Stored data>
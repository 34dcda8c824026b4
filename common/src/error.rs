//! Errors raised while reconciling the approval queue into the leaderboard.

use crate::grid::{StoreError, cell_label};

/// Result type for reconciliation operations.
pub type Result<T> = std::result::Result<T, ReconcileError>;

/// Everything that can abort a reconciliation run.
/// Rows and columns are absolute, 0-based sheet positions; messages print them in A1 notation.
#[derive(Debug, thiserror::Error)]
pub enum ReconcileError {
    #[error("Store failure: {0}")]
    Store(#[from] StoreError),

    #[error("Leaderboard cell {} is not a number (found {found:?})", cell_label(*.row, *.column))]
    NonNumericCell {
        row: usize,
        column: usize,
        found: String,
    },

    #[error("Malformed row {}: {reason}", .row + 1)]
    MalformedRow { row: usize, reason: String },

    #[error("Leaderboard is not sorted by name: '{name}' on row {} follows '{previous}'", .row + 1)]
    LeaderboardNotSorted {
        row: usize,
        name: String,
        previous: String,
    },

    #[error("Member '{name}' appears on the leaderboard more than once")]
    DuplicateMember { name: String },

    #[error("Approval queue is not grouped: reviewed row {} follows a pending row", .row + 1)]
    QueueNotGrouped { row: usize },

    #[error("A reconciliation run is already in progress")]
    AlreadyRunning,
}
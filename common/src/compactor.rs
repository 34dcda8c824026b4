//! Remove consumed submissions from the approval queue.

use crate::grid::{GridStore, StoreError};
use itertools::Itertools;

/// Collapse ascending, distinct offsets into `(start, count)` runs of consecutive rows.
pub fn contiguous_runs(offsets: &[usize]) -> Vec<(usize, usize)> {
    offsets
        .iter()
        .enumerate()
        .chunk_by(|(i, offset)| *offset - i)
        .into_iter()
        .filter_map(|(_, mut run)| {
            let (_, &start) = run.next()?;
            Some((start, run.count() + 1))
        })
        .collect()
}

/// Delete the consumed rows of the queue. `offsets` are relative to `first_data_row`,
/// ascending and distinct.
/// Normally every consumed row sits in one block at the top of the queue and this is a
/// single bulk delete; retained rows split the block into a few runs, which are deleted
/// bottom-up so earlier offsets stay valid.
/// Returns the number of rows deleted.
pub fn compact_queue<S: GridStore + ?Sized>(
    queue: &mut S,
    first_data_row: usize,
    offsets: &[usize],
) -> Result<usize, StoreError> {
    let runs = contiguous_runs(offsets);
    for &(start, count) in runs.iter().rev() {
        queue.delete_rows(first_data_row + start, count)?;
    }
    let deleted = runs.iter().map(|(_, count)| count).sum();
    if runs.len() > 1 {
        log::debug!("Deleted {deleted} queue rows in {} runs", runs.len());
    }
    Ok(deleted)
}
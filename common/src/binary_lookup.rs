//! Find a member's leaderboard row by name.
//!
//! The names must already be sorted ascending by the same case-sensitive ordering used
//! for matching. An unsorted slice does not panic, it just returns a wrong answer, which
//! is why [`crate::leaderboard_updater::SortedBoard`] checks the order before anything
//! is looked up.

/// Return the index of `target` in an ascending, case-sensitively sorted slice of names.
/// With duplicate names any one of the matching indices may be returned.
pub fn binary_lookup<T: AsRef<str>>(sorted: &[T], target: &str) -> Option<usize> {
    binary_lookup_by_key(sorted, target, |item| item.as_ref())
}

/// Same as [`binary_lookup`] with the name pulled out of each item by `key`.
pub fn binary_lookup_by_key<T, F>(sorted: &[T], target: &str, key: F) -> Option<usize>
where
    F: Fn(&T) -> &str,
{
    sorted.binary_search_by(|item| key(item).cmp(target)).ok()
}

...

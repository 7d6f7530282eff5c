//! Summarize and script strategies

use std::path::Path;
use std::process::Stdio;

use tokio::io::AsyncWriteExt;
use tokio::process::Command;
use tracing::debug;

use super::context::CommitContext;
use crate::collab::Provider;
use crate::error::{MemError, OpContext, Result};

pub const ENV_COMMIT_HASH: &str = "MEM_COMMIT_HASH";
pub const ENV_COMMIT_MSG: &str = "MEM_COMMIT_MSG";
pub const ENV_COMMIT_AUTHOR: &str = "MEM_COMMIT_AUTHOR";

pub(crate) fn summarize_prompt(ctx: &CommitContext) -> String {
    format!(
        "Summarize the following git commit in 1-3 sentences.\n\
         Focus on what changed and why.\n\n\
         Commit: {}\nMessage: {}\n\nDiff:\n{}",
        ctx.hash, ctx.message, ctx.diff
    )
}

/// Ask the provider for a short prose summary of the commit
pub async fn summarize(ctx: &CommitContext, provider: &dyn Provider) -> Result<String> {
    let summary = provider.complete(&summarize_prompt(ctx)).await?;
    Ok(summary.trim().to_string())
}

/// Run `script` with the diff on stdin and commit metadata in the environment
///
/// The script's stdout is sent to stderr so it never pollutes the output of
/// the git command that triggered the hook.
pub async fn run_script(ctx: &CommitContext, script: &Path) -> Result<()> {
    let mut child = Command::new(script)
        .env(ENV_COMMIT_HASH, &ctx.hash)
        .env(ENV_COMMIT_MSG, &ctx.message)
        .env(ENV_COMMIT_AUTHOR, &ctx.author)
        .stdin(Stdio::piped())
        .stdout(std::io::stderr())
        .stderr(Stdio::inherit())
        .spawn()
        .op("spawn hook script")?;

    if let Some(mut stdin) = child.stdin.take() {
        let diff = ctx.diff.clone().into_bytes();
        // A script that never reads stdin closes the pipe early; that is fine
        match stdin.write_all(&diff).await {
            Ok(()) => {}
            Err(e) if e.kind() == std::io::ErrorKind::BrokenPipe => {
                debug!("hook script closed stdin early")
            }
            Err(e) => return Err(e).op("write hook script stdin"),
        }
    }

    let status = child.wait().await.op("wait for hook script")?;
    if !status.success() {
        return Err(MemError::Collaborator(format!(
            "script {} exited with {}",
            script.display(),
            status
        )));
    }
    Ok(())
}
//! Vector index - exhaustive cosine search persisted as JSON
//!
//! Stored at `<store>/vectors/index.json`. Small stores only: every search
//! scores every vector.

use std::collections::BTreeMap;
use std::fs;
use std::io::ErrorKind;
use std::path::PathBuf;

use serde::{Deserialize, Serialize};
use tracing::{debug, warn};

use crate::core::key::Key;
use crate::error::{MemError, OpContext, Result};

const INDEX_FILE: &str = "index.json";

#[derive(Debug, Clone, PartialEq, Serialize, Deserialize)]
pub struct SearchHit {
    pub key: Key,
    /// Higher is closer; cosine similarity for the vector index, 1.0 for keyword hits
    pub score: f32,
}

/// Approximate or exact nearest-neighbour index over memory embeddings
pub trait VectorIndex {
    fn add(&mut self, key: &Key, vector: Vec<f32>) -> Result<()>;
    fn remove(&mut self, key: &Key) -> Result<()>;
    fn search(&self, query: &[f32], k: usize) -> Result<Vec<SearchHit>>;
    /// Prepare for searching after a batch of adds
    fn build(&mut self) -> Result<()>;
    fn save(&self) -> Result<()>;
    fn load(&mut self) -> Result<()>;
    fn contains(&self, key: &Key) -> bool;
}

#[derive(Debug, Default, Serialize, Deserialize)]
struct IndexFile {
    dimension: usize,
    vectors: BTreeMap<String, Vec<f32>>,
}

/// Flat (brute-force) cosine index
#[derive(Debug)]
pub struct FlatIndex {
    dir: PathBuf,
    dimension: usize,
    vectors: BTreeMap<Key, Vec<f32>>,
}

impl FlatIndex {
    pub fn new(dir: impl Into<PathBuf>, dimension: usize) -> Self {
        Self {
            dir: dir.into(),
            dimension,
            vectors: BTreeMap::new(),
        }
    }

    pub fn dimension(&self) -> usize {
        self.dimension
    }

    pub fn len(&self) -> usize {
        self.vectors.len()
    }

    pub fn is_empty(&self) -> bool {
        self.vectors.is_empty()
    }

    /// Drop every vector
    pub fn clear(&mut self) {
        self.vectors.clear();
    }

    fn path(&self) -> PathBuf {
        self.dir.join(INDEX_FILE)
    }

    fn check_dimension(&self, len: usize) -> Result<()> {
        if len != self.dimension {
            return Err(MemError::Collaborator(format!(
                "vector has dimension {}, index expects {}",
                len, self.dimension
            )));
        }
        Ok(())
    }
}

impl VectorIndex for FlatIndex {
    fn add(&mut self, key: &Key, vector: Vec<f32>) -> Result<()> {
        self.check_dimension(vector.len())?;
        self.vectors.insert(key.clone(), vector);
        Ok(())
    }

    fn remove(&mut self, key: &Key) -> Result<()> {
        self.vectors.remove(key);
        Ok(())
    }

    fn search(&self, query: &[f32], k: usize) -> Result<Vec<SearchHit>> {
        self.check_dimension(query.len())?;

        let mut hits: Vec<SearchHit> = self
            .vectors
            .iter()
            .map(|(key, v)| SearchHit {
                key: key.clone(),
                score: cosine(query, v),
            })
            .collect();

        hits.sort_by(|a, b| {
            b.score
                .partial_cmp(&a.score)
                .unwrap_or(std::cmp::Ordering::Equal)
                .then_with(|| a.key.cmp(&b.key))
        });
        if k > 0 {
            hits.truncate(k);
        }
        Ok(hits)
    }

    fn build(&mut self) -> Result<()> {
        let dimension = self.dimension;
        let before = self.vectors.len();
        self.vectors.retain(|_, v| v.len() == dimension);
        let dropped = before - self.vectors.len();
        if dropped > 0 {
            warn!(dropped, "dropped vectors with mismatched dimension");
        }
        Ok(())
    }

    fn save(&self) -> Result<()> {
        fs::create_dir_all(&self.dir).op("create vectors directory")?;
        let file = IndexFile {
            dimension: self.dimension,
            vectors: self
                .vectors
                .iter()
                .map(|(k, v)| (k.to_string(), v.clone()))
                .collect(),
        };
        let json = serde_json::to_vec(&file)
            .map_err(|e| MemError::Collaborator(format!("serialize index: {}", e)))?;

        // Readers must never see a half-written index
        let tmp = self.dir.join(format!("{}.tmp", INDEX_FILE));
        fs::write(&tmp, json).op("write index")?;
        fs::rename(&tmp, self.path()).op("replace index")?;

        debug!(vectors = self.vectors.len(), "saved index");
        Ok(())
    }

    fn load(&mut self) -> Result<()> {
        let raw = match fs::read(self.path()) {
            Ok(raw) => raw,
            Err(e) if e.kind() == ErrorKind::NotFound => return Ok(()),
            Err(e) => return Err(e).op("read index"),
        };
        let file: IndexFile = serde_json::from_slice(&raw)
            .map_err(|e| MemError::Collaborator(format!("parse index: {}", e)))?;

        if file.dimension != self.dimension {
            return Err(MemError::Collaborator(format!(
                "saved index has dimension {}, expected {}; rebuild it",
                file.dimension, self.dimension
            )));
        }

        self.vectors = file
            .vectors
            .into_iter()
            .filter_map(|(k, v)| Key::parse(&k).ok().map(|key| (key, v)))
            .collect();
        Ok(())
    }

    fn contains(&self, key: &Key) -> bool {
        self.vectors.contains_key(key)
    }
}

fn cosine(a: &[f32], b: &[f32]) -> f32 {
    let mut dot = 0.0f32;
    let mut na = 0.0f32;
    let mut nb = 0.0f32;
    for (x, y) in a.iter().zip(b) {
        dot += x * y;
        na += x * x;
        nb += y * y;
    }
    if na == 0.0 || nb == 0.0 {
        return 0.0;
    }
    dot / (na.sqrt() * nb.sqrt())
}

---

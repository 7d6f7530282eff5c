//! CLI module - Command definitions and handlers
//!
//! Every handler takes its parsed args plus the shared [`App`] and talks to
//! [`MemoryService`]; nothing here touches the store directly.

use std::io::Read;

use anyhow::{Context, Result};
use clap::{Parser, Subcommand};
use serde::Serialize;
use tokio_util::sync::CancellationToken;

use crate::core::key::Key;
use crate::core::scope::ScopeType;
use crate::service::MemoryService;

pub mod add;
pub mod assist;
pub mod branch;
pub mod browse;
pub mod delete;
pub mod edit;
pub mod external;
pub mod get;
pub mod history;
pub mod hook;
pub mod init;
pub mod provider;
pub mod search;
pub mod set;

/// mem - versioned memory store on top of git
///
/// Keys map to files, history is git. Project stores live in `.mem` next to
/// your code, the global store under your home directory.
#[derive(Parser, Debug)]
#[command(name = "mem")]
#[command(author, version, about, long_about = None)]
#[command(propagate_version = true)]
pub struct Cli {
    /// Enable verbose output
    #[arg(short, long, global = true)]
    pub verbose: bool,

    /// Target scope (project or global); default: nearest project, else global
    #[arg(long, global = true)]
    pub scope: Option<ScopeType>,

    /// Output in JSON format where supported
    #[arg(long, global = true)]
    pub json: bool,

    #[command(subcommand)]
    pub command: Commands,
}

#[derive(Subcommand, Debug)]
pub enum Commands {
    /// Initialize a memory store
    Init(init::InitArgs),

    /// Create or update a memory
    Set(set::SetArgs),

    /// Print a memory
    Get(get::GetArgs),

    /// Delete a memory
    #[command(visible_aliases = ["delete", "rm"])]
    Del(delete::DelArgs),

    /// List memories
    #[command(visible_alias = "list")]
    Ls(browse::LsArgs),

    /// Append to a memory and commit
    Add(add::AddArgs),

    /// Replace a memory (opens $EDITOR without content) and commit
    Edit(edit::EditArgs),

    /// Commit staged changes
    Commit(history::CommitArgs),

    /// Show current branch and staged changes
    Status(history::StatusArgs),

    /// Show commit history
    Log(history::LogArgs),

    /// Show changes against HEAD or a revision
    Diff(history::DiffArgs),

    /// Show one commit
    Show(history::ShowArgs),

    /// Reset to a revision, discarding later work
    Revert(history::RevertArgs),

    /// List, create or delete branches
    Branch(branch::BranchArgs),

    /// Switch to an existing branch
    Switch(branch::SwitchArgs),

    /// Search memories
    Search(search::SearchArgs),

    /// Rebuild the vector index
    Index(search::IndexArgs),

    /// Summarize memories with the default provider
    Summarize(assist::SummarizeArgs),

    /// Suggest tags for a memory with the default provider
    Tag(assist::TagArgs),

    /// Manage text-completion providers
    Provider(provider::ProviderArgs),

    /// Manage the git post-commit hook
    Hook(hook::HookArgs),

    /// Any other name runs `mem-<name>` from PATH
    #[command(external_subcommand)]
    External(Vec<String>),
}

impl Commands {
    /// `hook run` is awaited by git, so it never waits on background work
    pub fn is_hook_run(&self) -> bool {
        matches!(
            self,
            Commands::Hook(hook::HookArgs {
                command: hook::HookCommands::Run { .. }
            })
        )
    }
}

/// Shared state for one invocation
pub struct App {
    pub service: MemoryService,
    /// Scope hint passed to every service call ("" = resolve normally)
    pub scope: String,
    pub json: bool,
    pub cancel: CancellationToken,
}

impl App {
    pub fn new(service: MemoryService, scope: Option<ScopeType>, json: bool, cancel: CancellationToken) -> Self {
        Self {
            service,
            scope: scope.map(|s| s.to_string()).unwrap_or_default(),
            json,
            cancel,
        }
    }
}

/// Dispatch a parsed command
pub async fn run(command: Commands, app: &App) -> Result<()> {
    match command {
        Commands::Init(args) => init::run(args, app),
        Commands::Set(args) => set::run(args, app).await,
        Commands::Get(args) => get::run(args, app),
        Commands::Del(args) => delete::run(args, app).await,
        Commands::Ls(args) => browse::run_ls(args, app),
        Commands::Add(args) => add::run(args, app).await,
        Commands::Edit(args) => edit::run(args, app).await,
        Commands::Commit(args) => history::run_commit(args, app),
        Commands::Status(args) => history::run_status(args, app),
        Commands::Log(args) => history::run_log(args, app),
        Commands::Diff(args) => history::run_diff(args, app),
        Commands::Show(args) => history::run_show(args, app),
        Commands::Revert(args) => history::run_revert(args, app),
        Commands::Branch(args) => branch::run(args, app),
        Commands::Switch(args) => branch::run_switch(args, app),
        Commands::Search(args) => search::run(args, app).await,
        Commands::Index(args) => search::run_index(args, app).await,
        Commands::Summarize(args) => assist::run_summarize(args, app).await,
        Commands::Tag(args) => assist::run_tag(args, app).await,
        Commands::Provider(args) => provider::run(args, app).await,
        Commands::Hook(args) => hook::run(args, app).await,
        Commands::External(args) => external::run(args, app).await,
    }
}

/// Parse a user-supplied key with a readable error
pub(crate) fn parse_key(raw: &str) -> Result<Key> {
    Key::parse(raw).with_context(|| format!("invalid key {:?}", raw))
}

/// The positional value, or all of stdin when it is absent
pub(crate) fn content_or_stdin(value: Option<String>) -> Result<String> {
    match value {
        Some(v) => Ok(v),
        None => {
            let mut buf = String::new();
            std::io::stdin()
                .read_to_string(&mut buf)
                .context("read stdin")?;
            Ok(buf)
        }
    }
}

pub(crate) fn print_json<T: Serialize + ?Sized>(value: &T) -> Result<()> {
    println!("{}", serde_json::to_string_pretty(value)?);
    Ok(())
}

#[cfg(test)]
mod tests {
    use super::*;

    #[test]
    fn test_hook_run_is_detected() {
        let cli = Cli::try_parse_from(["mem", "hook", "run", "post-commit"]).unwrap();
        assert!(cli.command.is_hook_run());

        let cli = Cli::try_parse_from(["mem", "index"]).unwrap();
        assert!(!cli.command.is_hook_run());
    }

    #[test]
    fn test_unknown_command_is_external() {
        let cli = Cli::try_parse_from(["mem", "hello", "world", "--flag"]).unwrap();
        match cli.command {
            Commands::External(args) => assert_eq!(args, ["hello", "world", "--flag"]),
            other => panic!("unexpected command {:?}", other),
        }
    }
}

Work to be completed> What lines above contain the word "super"? Return each such line.

Exercise result>
use super::context::CommitContext;
    use super::*;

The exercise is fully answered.